Jeff was good. Not blindly, not hopefully. Just good. Tina knew it in her bones.

Billy had just turned fourteen. He wouldn’t shut up about the water park—especially the green slide with the drop and the tunnel. It’d been his favorite since he was nine. The tickets weren’t expensive, not really, but every penny mattered now. Especially if the AC finally gave out.

Tiffany, the youngest, had always been Tina’s little princess—not that you'd guess it from the way she wore her scabs like medals. Landed her first shove-it last week. Bragged about it like she’d won gold. That chin scrape in the photo? A trophy.

Tina kicked the sheets off. Her skin was sticky.

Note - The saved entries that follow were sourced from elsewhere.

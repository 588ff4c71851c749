//! Fleet status core: roster loading, the per-day and per-month status views,
//! Day-Copy, daily summaries and facility observations.
//!
//! Every operation takes the data-access capability as `&dyn FleetStore`;
//! writes additionally take the acting identity and refuse to run without it.

pub mod copy_day;
pub mod daily;
pub mod handlers;
pub mod observations;
pub mod roster;
pub mod summary;
pub mod timeline;

use crate::errors::AppError;

pub const MAX_NAME_CHARS: usize = 100;
pub const MAX_TEXT_CHARS: usize = 2000;

/// Trims a required display name and enforces its length.
pub(crate) fn normalize_name(field: &str, raw: &str) -> Result<String, AppError> {
    let name = raw.trim();
    if name.is_empty() {
        return Err(AppError::Validation(format!("{field} cannot be empty")));
    }
    if name.chars().count() > MAX_NAME_CHARS {
        return Err(AppError::Validation(format!(
            "{field} must be at most {MAX_NAME_CHARS} characters"
        )));
    }
    Ok(name.to_string())
}

/// Trims optional free text; blank input becomes `None`.
pub(crate) fn normalize_text(field: &str, raw: Option<String>) -> Result<Option<String>, AppError> {
    let Some(text) = raw else {
        return Ok(None);
    };
    let text = text.trim();
    if text.is_empty() {
        return Ok(None);
    }
    if text.chars().count() > MAX_TEXT_CHARS {
        return Err(AppError::Validation(format!(
            "{field} must be at most {MAX_TEXT_CHARS} characters"
        )));
    }
    Ok(Some(text.to_string()))
}
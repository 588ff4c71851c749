pub mod health;

use axum::{
    routing::{get, post, put},
    Router,
};

use crate::fleet::handlers;
use crate::state::AppState;

pub fn build_router(state: AppState) -> Router {
    Router::new()
        .route("/health", get(health::health_handler))
        // Roster
        .route(
            "/api/v1/vehicles",
            get(handlers::handle_list_vehicles).post(handlers::handle_create_vehicle),
        )
        .route(
            "/api/v1/vehicles/:id",
            put(handlers::handle_update_vehicle).delete(handlers::handle_delete_vehicle),
        )
        // Per-day view
        .route(
            "/api/v1/days/:date/statuses",
            get(handlers::handle_daily_statuses).delete(handlers::handle_clear_day),
        )
        .route(
            "/api/v1/days/:date/statuses/:vehicle_id",
            put(handlers::handle_record_status),
        )
        .route(
            "/api/v1/days/:date/copy-previous",
            post(handlers::handle_copy_previous_day),
        )
        .route("/api/v1/days/:date/summary", get(handlers::handle_day_summary))
        .route(
            "/api/v1/days/:date/observation",
            get(handlers::handle_get_observation).put(handlers::handle_save_observation),
        )
        .route(
            "/api/v1/observations",
            get(handlers::handle_observation_history),
        )
        // Monthly view
        .route("/api/v1/timeline/:month", get(handlers::handle_timeline))
        .with_state(state)
}
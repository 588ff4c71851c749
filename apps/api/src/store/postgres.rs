use async_trait::async_trait;
use chrono::{DateTime, NaiveDate, Utc};
use sqlx::error::ErrorKind;
use sqlx::{FromRow, PgPool};
use tracing::debug;
use uuid::Uuid;

use crate::models::calendar::DateRange;
use crate::models::observation::DailyObservation;
use crate::models::status::StatusRecord;
use crate::models::vehicle::Vehicle;
use crate::store::{FleetStore, NewStatus, NewVehicle, StoreError, VehicleChanges};

const VEHICLE_COLUMNS: &str = "id, name, type, driver, created_at, updated_at";
const STATUS_COLUMNS: &str =
    "id, vehicle_id, date, status, observations, driver, created_by, created_at, updated_at";
const OBSERVATION_COLUMNS: &str = "id, date, content, created_by, created_at, updated_at";

#[derive(Debug, FromRow)]
struct VehicleRow {
    id: Uuid,
    name: String,
    #[sqlx(rename = "type")]
    category: String,
    driver: Option<String>,
    created_at: DateTime<Utc>,
    updated_at: DateTime<Utc>,
}

impl TryFrom<VehicleRow> for Vehicle {
    type Error = StoreError;

    fn try_from(row: VehicleRow) -> Result<Self, Self::Error> {
        Ok(Vehicle {
            id: row.id,
            name: row.name,
            category: row.category.parse()?,
            driver: row.driver,
            created_at: row.created_at,
            updated_at: row.updated_at,
        })
    }
}

#[derive(Debug, FromRow)]
struct StatusRow {
    id: Uuid,
    vehicle_id: Uuid,
    date: NaiveDate,
    status: String,
    observations: Option<String>,
    driver: Option<String>,
    created_by: Uuid,
    created_at: DateTime<Utc>,
    updated_at: DateTime<Utc>,
}

impl TryFrom<StatusRow> for StatusRecord {
    type Error = StoreError;

    fn try_from(row: StatusRow) -> Result<Self, Self::Error> {
        Ok(StatusRecord {
            id: row.id,
            vehicle_id: row.vehicle_id,
            date: row.date,
            status: row.status.parse()?,
            observations: row.observations,
            driver: row.driver,
            created_by: row.created_by,
            created_at: row.created_at,
            updated_at: row.updated_at,
        })
    }
}

#[derive(Debug, FromRow)]
struct ObservationRow {
    id: Uuid,
    date: NaiveDate,
    content: String,
    created_by: Option<Uuid>,
    created_at: DateTime<Utc>,
    updated_at: DateTime<Utc>,
}

impl From<ObservationRow> for DailyObservation {
    fn from(row: ObservationRow) -> Self {
        DailyObservation {
            id: row.id,
            date: row.date,
            content: row.content,
            created_by: row.created_by,
            created_at: row.created_at,
            updated_at: row.updated_at,
        }
    }
}

/// Constraint violations become `StoreError::Constraint` so callers can tell
/// bad input apart from a failing database.
fn map_db_error(err: sqlx::Error) -> StoreError {
    if let sqlx::Error::Database(db) = &err {
        if !matches!(db.kind(), ErrorKind::Other) {
            return StoreError::Constraint(db.message().to_string());
        }
    }
    StoreError::Database(err)
}

fn convert_all<R, T>(rows: Vec<R>) -> Result<Vec<T>, StoreError>
where
    T: TryFrom<R, Error = StoreError>,
{
    rows.into_iter().map(T::try_from).collect()
}

#[derive(Clone)]
pub struct PgFleetStore {
    pool: PgPool,
}

impl PgFleetStore {
    pub fn new(pool: PgPool) -> Self {
        Self { pool }
    }
}

#[async_trait]
impl FleetStore for PgFleetStore {
    fn backend(&self) -> &'static str {
        "postgres"
    }

    async fn list_vehicles(&self) -> Result<Vec<Vehicle>, StoreError> {
        let rows = sqlx::query_as::<_, VehicleRow>(&format!(
            r#"SELECT {VEHICLE_COLUMNS} FROM vehicles ORDER BY name COLLATE "C" ASC, id ASC"#
        ))
        .fetch_all(&self.pool)
        .await?;
        convert_all(rows)
    }

    async fn get_vehicle(&self, id: Uuid) -> Result<Option<Vehicle>, StoreError> {
        sqlx::query_as::<_, VehicleRow>(&format!(
            "SELECT {VEHICLE_COLUMNS} FROM vehicles WHERE id = $1"
        ))
        .bind(id)
        .fetch_optional(&self.pool)
        .await?
        .map(Vehicle::try_from)
        .transpose()
    }

    async fn insert_vehicle(&self, vehicle: NewVehicle) -> Result<Vehicle, StoreError> {
        let row = sqlx::query_as::<_, VehicleRow>(&format!(
            r#"
            INSERT INTO vehicles (id, name, type, driver, created_by)
            VALUES ($1, $2, $3, $4, $5)
            RETURNING {VEHICLE_COLUMNS}
            "#
        ))
        .bind(Uuid::new_v4())
        .bind(&vehicle.name)
        .bind(vehicle.category.as_str())
        .bind(&vehicle.driver)
        .bind(vehicle.created_by)
        .fetch_one(&self.pool)
        .await
        .map_err(map_db_error)?;
        row.try_into()
    }

    async fn update_vehicle(
        &self,
        id: Uuid,
        changes: VehicleChanges,
    ) -> Result<Option<Vehicle>, StoreError> {
        sqlx::query_as::<_, VehicleRow>(&format!(
            r#"
            UPDATE vehicles
            SET name = $2, type = $3, driver = $4, updated_at = now()
            WHERE id = $1
            RETURNING {VEHICLE_COLUMNS}
            "#
        ))
        .bind(id)
        .bind(&changes.name)
        .bind(changes.category.as_str())
        .bind(&changes.driver)
        .fetch_optional(&self.pool)
        .await
        .map_err(map_db_error)?
        .map(Vehicle::try_from)
        .transpose()
    }

    async fn delete_vehicle(&self, id: Uuid) -> Result<bool, StoreError> {
        let result = sqlx::query("DELETE FROM vehicles WHERE id = $1")
            .bind(id)
            .execute(&self.pool)
            .await?;
        Ok(result.rows_affected() > 0)
    }

    async fn list_statuses(&self, range: DateRange) -> Result<Vec<StatusRecord>, StoreError> {
        let rows = sqlx::query_as::<_, StatusRow>(&format!(
            r#"
            SELECT {STATUS_COLUMNS}
            FROM vehicle_status
            WHERE date BETWEEN $1 AND $2
            ORDER BY date ASC, vehicle_id ASC
            "#
        ))
        .bind(range.start)
        .bind(range.end)
        .fetch_all(&self.pool)
        .await?;
        convert_all(rows)
    }

    async fn get_status(
        &self,
        vehicle_id: Uuid,
        date: NaiveDate,
    ) -> Result<Option<StatusRecord>, StoreError> {
        sqlx::query_as::<_, StatusRow>(&format!(
            "SELECT {STATUS_COLUMNS} FROM vehicle_status WHERE vehicle_id = $1 AND date = $2"
        ))
        .bind(vehicle_id)
        .bind(date)
        .fetch_optional(&self.pool)
        .await?
        .map(StatusRecord::try_from)
        .transpose()
    }

    async fn upsert_status(&self, status: NewStatus) -> Result<StatusRecord, StoreError> {
        let row = sqlx::query_as::<_, StatusRow>(&format!(
            r#"
            INSERT INTO vehicle_status
                (id, vehicle_id, date, status, observations, driver, created_by)
            VALUES ($1, $2, $3, $4, $5, $6, $7)
            ON CONFLICT (vehicle_id, date) DO UPDATE
            SET status = EXCLUDED.status,
                observations = EXCLUDED.observations,
                driver = EXCLUDED.driver,
                created_by = EXCLUDED.created_by,
                updated_at = now()
            RETURNING {STATUS_COLUMNS}
            "#
        ))
        .bind(Uuid::new_v4())
        .bind(status.vehicle_id)
        .bind(status.date)
        .bind(status.status.label())
        .bind(&status.observations)
        .bind(&status.driver)
        .bind(status.created_by)
        .fetch_one(&self.pool)
        .await
        .map_err(map_db_error)?;
        row.try_into()
    }

    async fn delete_statuses(&self, date: NaiveDate) -> Result<u64, StoreError> {
        let result = sqlx::query("DELETE FROM vehicle_status WHERE date = $1")
            .bind(date)
            .execute(&self.pool)
            .await?;
        Ok(result.rows_affected())
    }

    async fn replace_statuses(
        &self,
        date: NaiveDate,
        rows: Vec<NewStatus>,
    ) -> Result<Vec<StatusRecord>, StoreError> {
        if let Some(stray) = rows.iter().find(|r| r.date != date) {
            return Err(StoreError::Constraint(format!(
                "replacement row dated {} does not belong to {date}",
                stray.date
            )));
        }

        // Dropping `tx` without commit rolls back, so a cancelled request
        // leaves the day as it was.
        let mut tx = self.pool.begin().await?;

        let deleted = sqlx::query("DELETE FROM vehicle_status WHERE date = $1")
            .bind(date)
            .execute(&mut *tx)
            .await?
            .rows_affected();

        let insert = format!(
            r#"
            INSERT INTO vehicle_status
                (id, vehicle_id, date, status, observations, driver, created_by)
            VALUES ($1, $2, $3, $4, $5, $6, $7)
            RETURNING {STATUS_COLUMNS}
            "#
        );
        let mut inserted = Vec::with_capacity(rows.len());
        for row in rows {
            let record = sqlx::query_as::<_, StatusRow>(&insert)
                .bind(Uuid::new_v4())
                .bind(row.vehicle_id)
                .bind(row.date)
                .bind(row.status.label())
                .bind(&row.observations)
                .bind(&row.driver)
                .bind(row.created_by)
                .fetch_one(&mut *tx)
                .await
                .map_err(map_db_error)?;
            inserted.push(StatusRecord::try_from(record)?);
        }

        tx.commit().await?;
        debug!(
            "Replaced {deleted} status rows on {date} with {}",
            inserted.len()
        );
        Ok(inserted)
    }

    async fn get_observation(
        &self,
        date: NaiveDate,
    ) -> Result<Option<DailyObservation>, StoreError> {
        Ok(sqlx::query_as::<_, ObservationRow>(&format!(
            "SELECT {OBSERVATION_COLUMNS} FROM daily_observations WHERE date = $1"
        ))
        .bind(date)
        .fetch_optional(&self.pool)
        .await?
        .map(DailyObservation::from))
    }

    async fn upsert_observation(
        &self,
        date: NaiveDate,
        content: String,
        created_by: Uuid,
    ) -> Result<DailyObservation, StoreError> {
        let row = sqlx::query_as::<_, ObservationRow>(&format!(
            r#"
            INSERT INTO daily_observations (id, date, content, created_by)
            VALUES ($1, $2, $3, $4)
            ON CONFLICT (date) DO UPDATE
            SET content = EXCLUDED.content,
                created_by = EXCLUDED.created_by,
                updated_at = now()
            RETURNING {OBSERVATION_COLUMNS}
            "#
        ))
        .bind(Uuid::new_v4())
        .bind(date)
        .bind(&content)
        .bind(created_by)
        .fetch_one(&self.pool)
        .await
        .map_err(map_db_error)?;
        Ok(row.into())
    }

    async fn recent_observations(
        &self,
        limit: usize,
    ) -> Result<Vec<DailyObservation>, StoreError> {
        let limit = i64::try_from(limit).unwrap_or(i64::MAX);
        let rows = sqlx::query_as::<_, ObservationRow>(&format!(
            "SELECT {OBSERVATION_COLUMNS} FROM daily_observations ORDER BY date DESC LIMIT $1"
        ))
        .bind(limit)
        .fetch_all(&self.pool)
        .await?;
        Ok(rows.into_iter().map(DailyObservation::from).collect())
    }
}
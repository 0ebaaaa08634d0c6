//! Adaptive multipath forwarding engine
//!
//! The [`ForwardingEngine`] owns the face roster, one [`PrefixEntry`] per
//! content prefix and one [`EgressLimiter`] per face. It answers the
//! pipeline's "where next?" question through [`ForwardingEngine::decide`]
//! and routes outcomes back into the statistics of the owning prefix.
//!
//! ## Decision Loop
//!
//! 1. Sample a face from the prefix's matrix, excluding faces already tried
//! 2. **REJECT** if the sample is the drop sentinel or a face the request
//!    came in on
//! 3. **FORWARD** if the face's limiter admits the request
//! 4. Otherwise count a NACK on the face, add it to the tried set and repeat
//!
//! ## Locking
//!
//! Roster, then prefix entry, then limiter. Face changes hold the roster
//! write lock until every entry and limiter has been updated. Ticks are
//! serialized by their own mutex.
//!
//! ## Logging
//!
//! Decisions, ticks and face changes run under a [`RouterContextGuard`] for
//! the engine's router, so every span they open is attributed to it.

use std::sync::Arc;

use dashmap::DashMap;
use parking_lot::{Mutex, RwLock};
use rand::SeedableRng;
use rand::rngs::StdRng;
use saf_logging::RouterContextGuard;
use tracing::{debug, debug_span, info, trace, trace_span, warn};
use uuid::Uuid;

use saf_core::{
    ContentPrefix, Delivery, FaceId, ForwardingDecision, Layer, Name, RouterContext,
};

use crate::config::EngineConfig;
use crate::entry::{EntrySnapshot, PrefixEntry};
use crate::error::{EngineError, EngineResult};
use crate::limiter::EgressLimiter;
use crate::measure::MeasureRegistry;

/// Per-router forwarding engine
pub struct ForwardingEngine<R: RouterContext> {
    /// Router hosting the engine
    router: Arc<R>,
    /// Validated configuration
    config: EngineConfig,
    /// Name attached to log records
    router_name: String,
    /// Distinguishes engines sharing a router name
    instance_id: Uuid,
    /// Sorted face roster, drop sentinel first
    roster: RwLock<Vec<FaceId>>,
    /// Forwarding state per content prefix
    entries: DashMap<ContentPrefix, Arc<Mutex<PrefixEntry>>>,
    /// Admission control per face
    limiters: DashMap<FaceId, EgressLimiter>,
    /// Measure selection per prefix
    measures: MeasureRegistry,
    rng: Mutex<StdRng>,
    tick_guard: Mutex<()>,
}

impl<R: RouterContext> ForwardingEngine<R> {
    /// Create an engine for the faces the router currently knows
    ///
    /// Fails if the configuration does not validate.
    pub fn new(router: Arc<R>, config: EngineConfig) -> EngineResult<Self> {
        config.validate()?;

        let mut roster: Vec<FaceId> = router.faces();
        roster.retain(|f| !f.is_drop());
        roster.push(FaceId::DROP);
        roster.sort();
        roster.dedup();

        let limiters = DashMap::new();
        for &face in roster.iter().filter(|f| !f.is_drop()) {
            limiters.insert(face, Self::build_limiter(router.as_ref(), &config, face)?);
        }

        let rng = match config.rng_seed {
            Some(seed) => StdRng::seed_from_u64(seed),
            None => StdRng::from_rng(&mut rand::rng()),
        };
        let measures = MeasureRegistry::new(&config.measures, config.default_measure);

        info!(faces = roster.len() - 1, "Forwarding engine created");

        Ok(Self {
            router,
            config,
            router_name: String::from("router"),
            instance_id: Uuid::new_v4(),
            roster: RwLock::new(roster),
            entries: DashMap::new(),
            limiters,
            measures,
            rng: Mutex::new(rng),
            tick_guard: Mutex::new(()),
        })
    }

    /// Set the router name carried in log records
    pub fn with_router_name(mut self, name: impl Into<String>) -> Self {
        self.router_name = name.into();
        self
    }

    fn build_limiter(router: &R, config: &EngineConfig, face: FaceId) -> EngineResult<EgressLimiter> {
        if router.face_is_local(face) {
            return Ok(EgressLimiter::unlimited(face));
        }
        Ok(EgressLimiter::new(
            face,
            router.estimated_link_rate(face),
            &config.limiter,
        )?)
    }

    pub fn router(&self) -> &Arc<R> {
        &self.router
    }

    pub fn config(&self) -> &EngineConfig {
        &self.config
    }

    pub fn router_name(&self) -> &str {
        &self.router_name
    }

    pub fn instance_id(&self) -> Uuid {
        self.instance_id
    }

    /// Attribute spans opened on this thread to the engine's router
    pub fn router_context(&self) -> RouterContextGuard {
        RouterContextGuard::with_instance_id(self.router_name.clone(), self.instance_id)
    }

    /// Content prefix a name adapts under
    pub fn prefix_of(&self, name: &Name) -> ContentPrefix {
        name.content_prefix(self.config.prefix_components)
    }

    /// Content layer of a name
    pub fn layer_of(&self, name: &Name) -> Layer {
        name.content_layer(self.config.max_layers)
    }

    /// Entry for `prefix`, created from the FIB on first sight
    fn entry_for(&self, name: &Name, prefix: &ContentPrefix, roster: &[FaceId]) -> Arc<Mutex<PrefixEntry>> {
        if let Some(entry) = self.entries.get(prefix) {
            return Arc::clone(entry.value());
        }

        let entry = self.entries.entry(prefix.clone()).or_insert_with(|| {
            let next_hops = self.router.longest_prefix_match(name);
            let measure = self.measures.resolve(name);
            debug!(
                router = %self.router_name,
                prefix = %prefix,
                next_hops = next_hops.len(),
                ?measure,
                "Creating prefix entry"
            );
            for mut limiter in self.limiters.iter_mut() {
                limiter.add_prefix(prefix);
            }
            Arc::new(Mutex::new(PrefixEntry::new(
                prefix.clone(),
                roster,
                &next_hops,
                measure,
                &self.config,
            )))
        });
        Arc::clone(entry.value())
    }

    fn existing_entry(&self, prefix: &ContentPrefix) -> Option<Arc<Mutex<PrefixEntry>>> {
        let entry = self.entries.get(prefix).map(|e| Arc::clone(e.value()));
        if entry.is_none() {
            debug!(router = %self.router_name, prefix = %prefix, "Outcome for unknown prefix ignored");
        }
        entry
    }

    /// Admit one request for `prefix` on `face`
    fn try_admit(&self, face: FaceId, prefix: &ContentPrefix) -> bool {
        match self.limiters.get_mut(&face) {
            Some(mut limiter) => limiter.try_consume(prefix),
            None => true,
        }
    }

    fn credit_nack(&self, face: FaceId, prefix: &ContentPrefix) {
        if let Some(mut limiter) = self.limiters.get_mut(&face) {
            limiter.on_nack_returned(prefix);
        }
    }

    /// Choose where to send a request
    ///
    /// `already_tried` holds faces the request was sent to before;
    /// `origin_in_faces` the non-local faces it arrived on. Neither is ever
    /// returned. Terminates after at most one attempt per face.
    pub fn decide(
        &self,
        name: &Name,
        already_tried: &[FaceId],
        origin_in_faces: &[FaceId],
    ) -> ForwardingDecision {
        let _context = self.router_context();
        let _span = trace_span!("decide", router = %self.router_name, name = %name).entered();
        let roster = self.roster.read();
        let prefix = self.prefix_of(name);
        let layer = self.layer_of(name);
        let entry = self.entry_for(name, &prefix, &roster);
        let mut entry = entry.lock();

        let mut tried: Vec<FaceId> = Vec::with_capacity(already_tried.len());
        for &face in already_tried {
            if !tried.contains(&face) {
                tried.push(face);
            }
        }
        let mut candidate = FaceId::DROP;

        for _ in 0..roster.len() {
            candidate = match entry.next_hop(layer, &tried, &mut *self.rng.lock()) {
                Ok(face) => face,
                Err(e) => {
                    warn!(prefix = %prefix, layer, error = %e, "Face selection failed, dropping");
                    FaceId::DROP
                }
            };

            if candidate.is_drop() || origin_in_faces.contains(&candidate) {
                break;
            }

            if self.try_admit(candidate, &prefix) {
                trace!(prefix = %prefix, face = %candidate, layer, "Forwarding");
                return ForwardingDecision::Forward(candidate);
            }

            debug!(prefix = %prefix, face = %candidate, "Admission denied");
            entry.record_unsatisfied(candidate, layer);
            self.credit_nack(candidate, &prefix);
            tried.push(candidate);
            candidate = FaceId::DROP;
        }

        for &face in &tried {
            entry.record_rejection(face, layer);
        }
        entry.record_rejection(candidate, layer);
        debug!(prefix = %prefix, layer, last = %candidate, tried = tried.len(), "Rejecting request");
        ForwardingDecision::Reject { tried }
    }

    /// A response for `name` arrived on `in_face`
    pub fn on_satisfied(&self, name: &Name, in_face: FaceId, out_faces: &[FaceId], delivery: &Delivery) {
        let prefix = self.prefix_of(name);
        if let Some(entry) = self.existing_entry(&prefix) {
            entry
                .lock()
                .record_satisfied(self.layer_of(name), in_face, out_faces, delivery);
        }
    }

    /// The request for `name` timed out on every face in `out_faces`
    pub fn on_expired(&self, name: &Name, out_faces: &[FaceId]) {
        let prefix = self.prefix_of(name);
        if let Some(entry) = self.existing_entry(&prefix) {
            entry.lock().record_expired(self.layer_of(name), out_faces);
        }
    }

    /// A NACK for `name` came back on `face`
    ///
    /// Counts as unsatisfied and credits part of a token back to the
    /// face's limiter.
    pub fn on_nack(&self, name: &Name, face: FaceId) {
        let prefix = self.prefix_of(name);
        if let Some(entry) = self.existing_entry(&prefix) {
            entry.lock().record_unsatisfied(face, self.layer_of(name));
        }
        self.credit_nack(face, &prefix);
    }

    /// The request for `name` was given up after considering `face`
    pub fn on_rejected(&self, name: &Name, face: FaceId) {
        let prefix = self.prefix_of(name);
        if let Some(entry) = self.existing_entry(&prefix) {
            entry.lock().record_rejection(face, self.layer_of(name));
        }
    }

    /// Close the statistics period of every prefix and adapt its matrix
    ///
    /// A second caller waits until the running tick has finished.
    pub fn tick(&self) {
        let _context = self.router_context();
        let _span = debug_span!("tick", router = %self.router_name).entered();
        let _guard = self.tick_guard.lock();
        let entries: Vec<Arc<Mutex<PrefixEntry>>> =
            self.entries.iter().map(|e| Arc::clone(e.value())).collect();
        for entry in &entries {
            entry.lock().tick();
        }
        debug!(prefixes = entries.len(), "Forwarding tables updated");
    }

    /// One fill interval of tokens for every limiter
    pub fn refill_limiters(&self) {
        let _context = self.router_context();
        let _span = trace_span!("refill_limiters", router = %self.router_name).entered();
        for mut limiter in self.limiters.iter_mut() {
            limiter.refill();
        }
    }

    /// Add a face to the roster, every prefix entry and the limiter map
    pub fn add_face(&self, face: FaceId) -> EngineResult<()> {
        let _context = self.router_context();
        let _span = debug_span!("add_face", router = %self.router_name, face = %face).entered();
        if face.is_drop() {
            return Err(EngineError::DropSentinel);
        }
        let mut roster = self.roster.write();
        let Err(pos) = roster.binary_search(&face) else {
            return Ok(());
        };

        let mut limiter = Self::build_limiter(self.router.as_ref(), &self.config, face)?;
        for entry in self.entries.iter() {
            limiter.add_prefix(entry.key());
        }
        self.limiters.insert(face, limiter);

        for entry in self.entries.iter() {
            entry.value().lock().add_face(face);
        }
        roster.insert(pos, face);
        info!(faces = roster.len() - 1, "Face added");
        Ok(())
    }

    /// Remove a face from the roster, every prefix entry and the limiter map
    pub fn remove_face(&self, face: FaceId) -> EngineResult<()> {
        let _context = self.router_context();
        let _span = debug_span!("remove_face", router = %self.router_name, face = %face).entered();
        if face.is_drop() {
            return Err(EngineError::DropSentinel);
        }
        let mut roster = self.roster.write();
        let Ok(pos) = roster.binary_search(&face) else {
            return Ok(());
        };

        for entry in self.entries.iter() {
            entry.value().lock().remove_face(face);
        }
        self.limiters.remove(&face);
        roster.remove(pos);
        info!(faces = roster.len() - 1, "Face removed");
        Ok(())
    }

    /// Current roster, drop sentinel first
    pub fn faces(&self) -> Vec<FaceId> {
        self.roster.read().clone()
    }

    /// Known content prefixes, sorted
    pub fn prefixes(&self) -> Vec<ContentPrefix> {
        let mut prefixes: Vec<ContentPrefix> = self.entries.iter().map(|e| e.key().clone()).collect();
        prefixes.sort();
        prefixes
    }

    pub fn probability(&self, prefix: &ContentPrefix, face: FaceId, layer: Layer) -> Option<f64> {
        let entry = self.entries.get(prefix).map(|e| Arc::clone(e.value()))?;
        let entry = entry.lock();
        entry.probability(face, layer)
    }

    pub fn threshold(&self, prefix: &ContentPrefix, layer: Layer) -> Option<f64> {
        let entry = self.entries.get(prefix).map(|e| Arc::clone(e.value()))?;
        let entry = entry.lock();
        entry.threshold(layer)
    }

    pub fn entry_snapshot(&self, prefix: &ContentPrefix) -> EngineResult<EntrySnapshot> {
        let entry = self
            .entries
            .get(prefix)
            .map(|e| Arc::clone(e.value()))
            .ok_or_else(|| EngineError::UnknownPrefix(prefix.to_string()))?;
        let snapshot = entry.lock().snapshot();
        Ok(snapshot)
    }

    /// Tokens left for `prefix` on `face`; `None` for unlimited faces
    pub fn limiter_tokens(&self, face: FaceId, prefix: &ContentPrefix) -> Option<f64> {
        self.limiters.get(&face)?.tokens(prefix)
    }
}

A creak outside. Gravel shifted—slow, deliberate. Jeff was home. No headlights—he’d parked down the street again, same as always, slipping in like a ghost trying not to be noticed.

The side gate clicked, eased shut. Then the soft scrape of his boots across the porch boards. The night clung to him—beer, grease, sweat, smoke. He dropped onto the step with a quiet thud and lit a cigarette, the flare of the lighter casting his face in brief orange.

Some girl—Kelsey? Casey?—floated into his mind. Something soft. She’d laughed when he spilled her drink, loud and easy. Wore her hair like she didn’t care where it landed. There’d been a flower on her hand, drawn between her thumb and finger. Looked like pen, but didn’t fade.

He thought about texting her. The screen felt heavy in his pocket. Maybe tomorrow.

The screen door creaked. Jeff didn’t turn.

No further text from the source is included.